We have a 3,4,5 right triangle.

$\displaystyle\cos{\alpha}=\frac{3}{5} \ \mbox{and} \ \sin{\alpha}=\frac{4}{5}$

Substitution:

$\displaystyle \omega_{\xi}\left(3\frac{3}{5}+4\frac{4}{5}\right) +\omega_{\eta}(0)-2\omega=1$

$\displaystyle \omega_{\xi}\left(\frac{9+16}{5}\right)-2\omega=1\Rightarrow\omega_{\xi}-\frac{2}{5}\omega=1$

I understand everything posted above; however, I don't understanding anything below.
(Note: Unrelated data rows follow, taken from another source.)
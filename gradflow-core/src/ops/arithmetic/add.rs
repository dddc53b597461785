// src/ops/arithmetic/add.rs

use crate::autograd::op::OpKind;
use crate::error::GradFlowError;
use crate::ops::apply_binary_op;
use crate::ops::view::sum_to_op;
use crate::tensor::Tensor;

// --- Forward Operation ---

/// Element-wise addition with broadcasting.
///
/// # Errors
/// Returns `GradFlowError::BroadcastError` if the shapes are not broadcast-compatible.
pub fn add_op(a: &Tensor, b: &Tensor) -> Result<Tensor, GradFlowError> {
    apply_binary_op(a, b, OpKind::Add, |x, y| x + y)
}

// --- Backward Operation ---

/// `dL/da = sum_to(g, shape a)`, `dL/db = sum_to(g, shape b)`.
pub(crate) fn add_backward(
    grad_output: &Tensor,
    inputs: &[Tensor],
) -> Result<Vec<Option<Tensor>>, GradFlowError> {
    inputs
        .iter()
        .map(|input| {
            if input.requires_grad() {
                sum_to_op(grad_output, &input.shape()).map(Some)
            } else {
                Ok(None)
            }
        })
        .collect()
}

#[cfg(test)]
#[path = "add_test.rs"]
mod tests;
// src/autograd/graph.rs

use crate::autograd::grad_mode::set_grad_enabled;
use crate::buffer::Buffer;
use crate::error::GradFlowError;
use crate::ops::arithmetic::add_op;
use crate::tensor::{NodeId, Tensor};
use log::{debug, trace};
use std::collections::{HashMap, HashSet};

/// Options of a backward pass.
///
/// ```
/// use gradflow_core::{BackwardOptions, Tensor};
///
/// let x = Tensor::new(vec![1.0, 2.0], vec![2]).unwrap();
/// x.requires_grad_(true);
/// let y = x.mul(&x).unwrap();
/// let seed = Tensor::new(vec![1.0, 1.0], vec![2]).unwrap();
/// y.backward_with(BackwardOptions::default().with_seed(seed)).unwrap();
/// assert_eq!(x.grad_value().data(), &[2.0, 4.0]);
/// ```
#[derive(Debug, Clone)]
pub struct BackwardOptions {
    /// Gradient of the final objective with respect to the root. Defaults to ones for a
    /// single-element root.
    pub seed: Option<Tensor>,
    /// Record the backward computation so gradients are differentiable nodes.
    ///
    /// Gradient nodes point back into the graph they differentiate while the graph's
    /// nodes hold them in their gradient slots. Call `zero_grad()` on the root once the
    /// gradients are no longer needed, otherwise the graph is never freed.
    pub make_graph: bool,
    /// Keep backward rules usable after the pass.
    pub retain_graph: bool,
}

impl Default for BackwardOptions {
    fn default() -> Self {
        BackwardOptions {
            seed: None,
            make_graph: false,
            retain_graph: true,
        }
    }
}

impl BackwardOptions {
    pub fn with_seed(mut self, seed: Tensor) -> Self {
        self.seed = Some(seed);
        self
    }

    pub fn make_graph(mut self, make_graph: bool) -> Self {
        self.make_graph = make_graph;
        self
    }

    pub fn retain_graph(mut self, retain_graph: bool) -> Self {
        self.retain_graph = retain_graph;
        self
    }
}

/// Orders every node reachable from `root` through grad-requiring links so that each
/// node comes after all of its parents (post-order).
///
/// Iterative: graph depth is bounded by memory, not by the call stack.
pub(crate) fn topological_sort(root: &Tensor) -> Vec<Tensor> {
    let mut order = Vec::new();
    let mut visited: HashSet<NodeId> = HashSet::new();
    let mut stack: Vec<(Tensor, bool)> = vec![(root.clone(), false)];

    while let Some((node, expanded)) = stack.pop() {
        if expanded {
            order.push(node);
            continue;
        }
        if !visited.insert(node.node_id()) {
            continue;
        }
        let parents = node.parents();
        stack.push((node, true));
        // Reversed so the first operand is explored first.
        for parent in parents.into_iter().rev() {
            if parent.requires_grad() && !visited.contains(&parent.node_id()) {
                stack.push((parent, false));
            }
        }
    }
    order
}

/// Collects every node reachable from `root` through parent links, root first.
pub(crate) fn reachable_nodes(root: &Tensor) -> Vec<Tensor> {
    let mut nodes = Vec::new();
    let mut visited: HashSet<NodeId> = HashSet::new();
    let mut stack = vec![root.clone()];

    while let Some(node) = stack.pop() {
        if !visited.insert(node.node_id()) {
            continue;
        }
        for parent in node.parents().into_iter().rev() {
            if !visited.contains(&parent.node_id()) {
                stack.push(parent);
            }
        }
        nodes.push(node);
    }
    nodes
}

/// Runs reverse-mode differentiation from `root`.
///
/// Gradients flowing in this pass are combined per node in a pending map, then added to
/// the node's gradient slot when the node is processed. Parents always come later in the
/// reversed post-order, so a node's total is complete before its rule runs.
pub(crate) fn run_backward(root: &Tensor, options: BackwardOptions) -> Result<(), GradFlowError> {
    if !root.requires_grad() {
        debug!("backward on a tensor that does not require grad; nothing to do");
        return Ok(());
    }

    let root_shape = root.shape();
    let seed = match options.seed {
        Some(seed) => {
            if seed.shape() != root_shape {
                return Err(GradFlowError::ShapeMismatch {
                    expected: root_shape,
                    actual: seed.shape(),
                    operation: "backward (seed)".to_string(),
                });
            }
            seed
        }
        None if root.numel() == 1 => Tensor::constant(Buffer::ones(&root_shape)),
        None => return Err(GradFlowError::BackwardNonScalar { shape: root_shape }),
    };

    let sorted_nodes = topological_sort(root);
    debug!(
        "backward from '{}' over {} nodes (make_graph={}, retain_graph={})",
        root.op_name(),
        sorted_nodes.len(),
        options.make_graph,
        options.retain_graph
    );

    // Backward rules record a graph only in higher-order mode.
    let _mode = set_grad_enabled(options.make_graph);

    let mut pending: HashMap<NodeId, Tensor> = HashMap::new();
    pending.insert(root.node_id(), seed);

    for node in sorted_nodes.iter().rev() {
        let grad = match pending.remove(&node.node_id()) {
            Some(grad) => grad,
            None => continue,
        };
        trace!("backward through '{}' {:?}", node.op_name(), node.shape());

        let (op, parents, released, label) = {
            let guard = node.read_data();
            (
                guard.op.clone(),
                guard.parents.clone(),
                guard.released,
                guard.op_label,
            )
        };
        if released && !parents.is_empty() {
            return Err(GradFlowError::StaleGraph {
                operation: label.to_string(),
            });
        }

        accumulate_grad(node, &grad, options.make_graph)?;
        if parents.is_empty() {
            continue;
        }
        let op = op.ok_or_else(|| {
            GradFlowError::InternalError(format!("node '{}' has parents but no operation", label))
        })?;

        let input_grads = op.backward(&grad, &parents)?;
        if input_grads.len() != parents.len() {
            return Err(GradFlowError::InternalError(format!(
                "{} backward returned {} gradients for {} inputs",
                label,
                input_grads.len(),
                parents.len()
            )));
        }

        for (parent, input_grad) in parents.iter().zip(input_grads) {
            let input_grad = match input_grad {
                Some(g) if parent.requires_grad() => g,
                _ => continue,
            };
            if input_grad.shape() != parent.shape() {
                return Err(GradFlowError::ShapeMismatch {
                    expected: parent.shape(),
                    actual: input_grad.shape(),
                    operation: format!("{} backward", label),
                });
            }
            let combined = match pending.remove(&parent.node_id()) {
                Some(existing) => add_op(&existing, &input_grad)?,
                None => input_grad,
            };
            pending.insert(parent.node_id(), combined);
        }

        if !options.retain_graph {
            let mut guard = node.write_data();
            guard.released = true;
            guard.op = None;
        }
    }

    if !options.retain_graph {
        debug!("released graph below '{}'", root.op_name());
    }
    Ok(())
}

/// Adds `contribution` into the gradient slot of `node`.
///
/// Slots are replaced, never mutated, so a gradient node handed out earlier keeps its
/// value. In higher-order mode the sum is an `add` node, keeping the slot differentiable.
fn accumulate_grad(node: &Tensor, contribution: &Tensor, make_graph: bool) -> Result<(), GradFlowError> {
    let previous = node.grad();
    let updated = if make_graph {
        match previous {
            Some(prev) => add_op(&prev, contribution)?,
            None => contribution.clone(),
        }
    } else {
        let mut total = contribution.value();
        if let Some(prev) = previous {
            total.add_assign(&prev.value())?;
        }
        Tensor::constant(total)
    };
    node.write_data().grad = Some(updated);
    Ok(())
}

#[cfg(test)]
#[path = "graph_test.rs"]
mod tests;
Everything here is understood now.

Let

2.2.8 $x=A\xi+B\eta \ \mbox{and} \ y=C\xi+D\eta$

A,B,C,D are constants to be determined, and set $u(x,y)=\omega(\xi,\eta)$ 2.2.9

Then, from $\displaystyle\frac{\partial\omega}{\partial\xi}=u_ x\frac{\partial x}{\partial\xi}+u_y\frac{\partial y}{\partial\xi}$ and 2.2.8, 2.2.9, we see that with the choice A = 3, C = 4, Equation 2.2.2 becomes $\omega_{\xi}-2\omega=1$

2. I have a follow-up question now though.

The choice for B and D is arbitrary, except that $AD - BC\neq 0$.

Looking ahead to the effort to satisfy the auxiliary condition $u(x,0)=u_0(x)$, we shall choose B and D so that the line $\xi=0$ is the line on which the auxiliary data is prescribed, namely y = 0. This requires D = 0, and, since B is arbitrary we make the convenient choice B = 1.

Can someone explain this and why?